Frankfurter Realitäten
Von einer solchen Herangehensweise ist Frankfurt in der Gegenwart meilenweit entfernt. Wohnungsbau für Menschen ohne reichlich Kohle findet kaum statt! Hier geht es spätestens seit den Zeiten des unseligen grünen Planungsdezernenten Cunitz um ganz andere Zielgruppen: Nicht die »Minderbemittelten« und »Entrechteten« sollen in Frankfurt einen Platz zum Leben und Wohnen haben, sondern die Klientel der Reichen, der anlagesuchenden Investoren; es geht einzig darum, die viel zitierten Brexit-Banker in die Stadt zu locken. Im Rahmen der neoliberalen Stadtentwicklung und des Ausbaus von Frankfurt zur »Global City« wird für den gehobenen bis luxuriösen Bedarf dieser Szene gebaut. Ja »Bauen, Bauen, Bauen« – da ist sich die Kommunalpolitik von Schwarz-Grün bis zu Schwarz-Rot-Grün einig. Gebaut wird tatsächlich, aber für wen? Ein oberflächlicher Blick ins Europaviertel, ins gentrifizierte »neue« Gallus oder ins Ostend rund um den glitzernden EZB-Tower genügt: da bestimmt nicht das schlichte Bauen des »Neuen Frankfurts« und die Funktionalität der »Frankfurter Küche« das Bild, sondern gigantische Wohnlandschaften mit Skyline-Blick von ausladenden Terrassen, 100.000 €–Küchen nebst Marmorbädern.
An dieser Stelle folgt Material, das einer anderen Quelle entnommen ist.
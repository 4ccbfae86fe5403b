use sea_orm::entity::prelude::*;
use serde::{Deserialize, Serialize};

// Slug uniqueness is scoped per owner, not global; the (user_id, slug)
// unique index lives in the migration because the column derive cannot
// express a composite constraint.
#[derive(Clone, Debug, PartialEq, Eq, DeriveEntityModel, Serialize, Deserialize)]
#[sea_orm(table_name = "custom_lists")]
pub struct Model {
    #[sea_orm(primary_key)]
    pub id: i32,
    #[sea_orm(indexed)]
    pub user_id: i32,
    pub name: String,
    pub slug: String,
    pub description: Option<String>,
    pub cover_color: Option<String>,
    pub is_public: bool,
    pub created_at: String,
}

#[derive(Copy, Clone, Debug, EnumIter, DeriveRelation)]
pub enum Relation {}

impl ActiveModelBehavior for ActiveModel {}
//! `SeaORM` implementation of the `IngestService` trait.

use crate::db::{GameInsertOutcome, Store};
use crate::domain::{EntityKind, GameId};
use crate::models::{GameRecord, NamedRef};
use crate::services::entity_resolver::EntityResolver;
use crate::services::{IngestError, IngestService};
use tracing::{debug, warn};

/// Upper bound on lookup/insert cycles when racing concurrent ingestions.
const MAX_UPSERT_ATTEMPTS: usize = 3;

/// SeaORM-based implementation of the `IngestService` trait.
pub struct SeaOrmIngestService {
    store: Store,
    resolver: EntityResolver,
}

impl SeaOrmIngestService {
    #[must_use]
    pub fn new(store: Store) -> Self {
        let resolver = EntityResolver::new(store.clone());
        Self { store, resolver }
    }

    /// Lookup-then-insert loop for the canonical Game row.
    ///
    /// Losing an insert race means another ingestion just created a matching
    /// row, so the loop re-runs the lookups instead of failing.
    async fn resolve_or_create(&self, record: &GameRecord) -> Result<i32, IngestError> {
        for _ in 0..MAX_UPSERT_ATTEMPTS {
            if let Some(external_id) = record.external_id
                && let Some(game) = self.store.find_game_by_external_id(external_id).await?
            {
                return Ok(game.id);
            }

            if let Some(game) = self.store.find_game_by_name(&record.name).await? {
                if let Some(external_id) = record.external_id
                    && game.external_id.is_none()
                {
                    self.store
                        .backfill_game_external_id(game.id, external_id)
                        .await?;
                }
                return Ok(game.id);
            }

            match self.store.insert_game(record).await? {
                GameInsertOutcome::Created(id) => return Ok(id),
                GameInsertOutcome::LostRace => {
                    debug!("Lost insert race for game {:?}, retrying lookup", record.name);
                }
            }
        }

        Err(IngestError::Database(format!(
            "gave up ingesting {:?} after {MAX_UPSERT_ATTEMPTS} contended attempts",
            record.name
        )))
    }

    /// Links the four tag categories in parallel.
    async fn link_associations(&self, game_id: i32, record: &GameRecord) {
        tokio::join!(
            self.link_category(game_id, EntityKind::Genre, &record.genres),
            self.link_category(game_id, EntityKind::Platform, &record.platforms),
            self.link_category(game_id, EntityKind::Publisher, &record.publishers),
            self.link_category(game_id, EntityKind::Developer, &record.developers),
        );
    }

    /// Resolves one category's names and links them to the game.
    ///
    /// Association failures are logged instead of propagated: the canonical
    /// Game row already exists and a later re-ingest of the same record will
    /// repair any missing link.
    async fn link_category(&self, game_id: i32, kind: EntityKind, refs: &[NamedRef]) {
        let names = GameRecord::distinct_names(refs);
        if names.is_empty() {
            return;
        }

        match self.resolver.resolve(kind, &names).await {
            Ok(resolved) => {
                let entity_ids: Vec<i32> = names
                    .iter()
                    .filter_map(|name| resolved.get(name).copied())
                    .collect();
                if let Err(err) = self
                    .store
                    .link_game_entities(kind, game_id, &entity_ids)
                    .await
                {
                    warn!("Failed to link {kind} entities for game {game_id}: {err}");
                }
            }
            Err(err) => {
                warn!("Failed to resolve {kind} entities for game {game_id}: {err}");
            }
        }
    }
}

#[async_trait::async_trait]
impl IngestService for SeaOrmIngestService {
    async fn ensure_game(&self, record: &GameRecord) -> Result<GameId, IngestError> {
        let game_id = self.resolve_or_create(record).await?;
        self.link_associations(game_id, record).await;
        Ok(GameId::new(game_id))
    }
}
Während der Bau von Luxus-Eigentum floriert, fällt in Frankfurt eine Sozialwohnung nach der anderen aus der Sozialbindung. Von fast 68.000 Wohneinheiten (1990) ist ihre Zahl innerhalb von 25 Jahren auf unter 27.000 gesunken. Und der Trend setzt sich fort, trotz großer Worte des sozialdemokratischen Planungsdezernenten. Auch die Praxis der städtischen Wohnungsbaugesellschaft ABG hat wenig zu tun mit einer »Aktienbaugesellschaft für kleine Wohnungen« – so ihr ursprünglicher Name vor und während der Zeit des »Neuen Frankfurts«: Statt echte Sozialwohnungen nach dem 1. Förderweg baut sie – wenn überhaupt geförderten Wohnungsbau – fast ausschließlich nach dem sogenannten Mittelstandsprogramm.
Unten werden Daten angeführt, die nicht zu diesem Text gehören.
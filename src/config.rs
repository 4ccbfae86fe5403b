use anyhow::{Context, Result};
use serde::{Deserialize, Serialize};
use std::path::{Path, PathBuf};
use tracing::info;

#[derive(Debug, Clone, Serialize, Deserialize)]
#[serde(default)]
pub struct Config {
    pub general: GeneralConfig,

    pub catalog: CatalogConfig,
}

#[derive(Debug, Clone, Serialize, Deserialize)]
#[serde(default)]
pub struct GeneralConfig {
    /// Connection string handed to the store, e.g. `sqlite:ludarr.db`.
    pub database_path: String,

    pub log_level: String,
}

#[derive(Debug, Clone, Serialize, Deserialize)]
#[serde(default)]
pub struct CatalogConfig {
    /// Hard cap on custom lists per owner.
    pub max_lists_per_user: u64,

    /// How many representative cover images a list overview carries.
    pub cover_image_limit: u64,
}

impl Default for Config {
    fn default() -> Self {
        Self {
            general: GeneralConfig::default(),
            catalog: CatalogConfig::default(),
        }
    }
}

impl Default for GeneralConfig {
    fn default() -> Self {
        let database_path = dirs::data_dir().map_or_else(
            || "sqlite:ludarr.db".to_string(),
            |dir| format!("sqlite:{}", dir.join("ludarr").join("ludarr.db").display()),
        );

        Self {
            database_path,
            log_level: "info".to_string(),
        }
    }
}

impl Default for CatalogConfig {
    fn default() -> Self {
        Self {
            max_lists_per_user: 50,
            cover_image_limit: 4,
        }
    }
}

impl Config {
    pub fn load() -> Result<Self> {
        let paths = Self::config_paths();

        for path in &paths {
            if path.exists() {
                info!("Loading config from: {}", path.display());
                return Self::load_from_path(path);
            }
        }

        info!("No config file found, using defaults");
        Ok(Self::default())
    }

    pub fn load_from_path(path: &Path) -> Result<Self> {
        let content = std::fs::read_to_string(path)
            .with_context(|| format!("Failed to read config file: {}", path.display()))?;

        let config: Self = toml::from_str(&content)
            .with_context(|| format!("Failed to parse config file: {}", path.display()))?;

        Ok(config)
    }

    pub fn save_to_path(&self, path: &Path) -> Result<()> {
        if let Some(parent) = path.parent() {
            std::fs::create_dir_all(parent)?;
        }

        let content = toml::to_string_pretty(self)?;
        std::fs::write(path, content)?;
        info!("Config saved to: {}", path.display());
        Ok(())
    }

    pub fn create_default_if_missing() -> Result<bool> {
        let path = Self::default_config_path();
        if path.exists() {
            Ok(false)
        } else {
            let config = Self::default();
            config.save_to_path(&path)?;
            info!("Created default config file: {}", path.display());
            Ok(true)
        }
    }

    fn config_paths() -> Vec<PathBuf> {
        let mut paths = vec![PathBuf::from("config.toml")];

        if let Some(config_dir) = dirs::config_dir() {
            paths.push(config_dir.join("ludarr").join("config.toml"));
        }

        if let Some(home) = dirs::home_dir() {
            paths.push(home.join(".ludarr").join("config.toml"));
        }

        paths
    }

    fn default_config_path() -> PathBuf {
        PathBuf::from("config.toml")
    }

    pub fn validate(&self) -> Result<()> {
        if self.general.database_path.is_empty() {
            anyhow::bail!("database_path cannot be empty");
        }

        if self.catalog.max_lists_per_user == 0 {
            anyhow::bail!("max_lists_per_user must be at least 1");
        }

        Ok(())
    }
}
Wo legitime Forderungen nach mehr Sozialwohnungen noch immer mit unsäglichen Ghetto-Diskursen abgebügelt werden, wo die öffentliche Hand ihrem sozialen Auftrag nicht nachkommt und stattdessen das Immobilienkapital hofiert, wo Verdrängung beklagt und gleichzeitig weiter munter die Werbetrommel für Brexit-Banker gerührt wird, da ist das Ergebnis unweigerlich eine Stadt der Reichen – und also genau das Gegenteil dessen, wofür Ernst May und das »Neue Frankfurt« eigentlich stehen.
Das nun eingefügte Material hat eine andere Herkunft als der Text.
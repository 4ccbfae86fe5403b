use sea_orm::entity::prelude::*;
use serde::{Deserialize, Serialize};

#[derive(Clone, Debug, PartialEq, Eq, DeriveEntityModel, Serialize, Deserialize)]
#[sea_orm(table_name = "platforms")]
pub struct Model {
    #[sea_orm(primary_key)]
    pub id: i32,
    #[sea_orm(unique)]
    pub name: String,
    #[sea_orm(unique)]
    pub slug: String,
}

#[derive(Copy, Clone, Debug, EnumIter, DeriveRelation)]
pub enum Relation {}

impl ActiveModelBehavior for ActiveModel {}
Der nächste Akt: Das »Ernst-May-Quartier«
2019 steht nördlich des Günthersburgparks im Nordend ein neues Leuchtturmprojekt unsozialer Stadtentwicklung an: Die Planungen des hochpreisigen Wohnprojekts »Günthersburghöfe«, vormals weniger romantisch: Innovationsquartier, sollen in trockene Tücher gebracht werden. Die Stadtverwaltung arbeitet an einem Bebauungsplan – mit Hochdruck. Der Hauptinvestor nennt sich Instone AG, ist ein börsennotiertes Unternehmen für Anlagen in Betongold und mit Unterstützung der Stadt an mehreren hochpreisigen Bauvorhaben beteiligt, darunter das Luxusquartier »Marie« im Nordend und dem »Schönhof-Viertel« in Bockenheim. Statt auf bereits versiegelten Flächen geförderten Wohnraum zu errichten, sollen für private Profite die Gärten der »Grüne Lunge« platt gemacht werden. Das würde nicht nur die Frischluftzufuhr für Bornheim und das Nordend kappen, sondern auch eine einzigartige urbane Wildnis zerstören – mit verheerenden Folgen für die Tier- und Pflanzenwelt sowie die vielen Frankfurter*innen, die das Areal alltäglich nutzen. Die teuren „Günthersburghöfe», die anstelle der »Grünen Lunge« entstehen sollen, sind dabei nur der erste Bauabschnitt für ein neues Stadtviertel, das »Ernst-May-Quartier«. Wo May die »zielbewußte Auflockerung des Stadtganzen durch Hereinziehung breiter Grünflächen in das Stadtinnere« und »Dauerpachtgartenanlagen für Kleingärtner« vor Augen hatte, sollen jetzt in seinem Namen genau diese Elemente des städtischen Raums zerstört werden. Was für eine Farce!
Stadt für Alle statt Luxuswohnungen!
Grüne Lunge bleibt – Instone AG stoppen!
Für eine sozial-ökologische Stadtentwicklung für ALLE!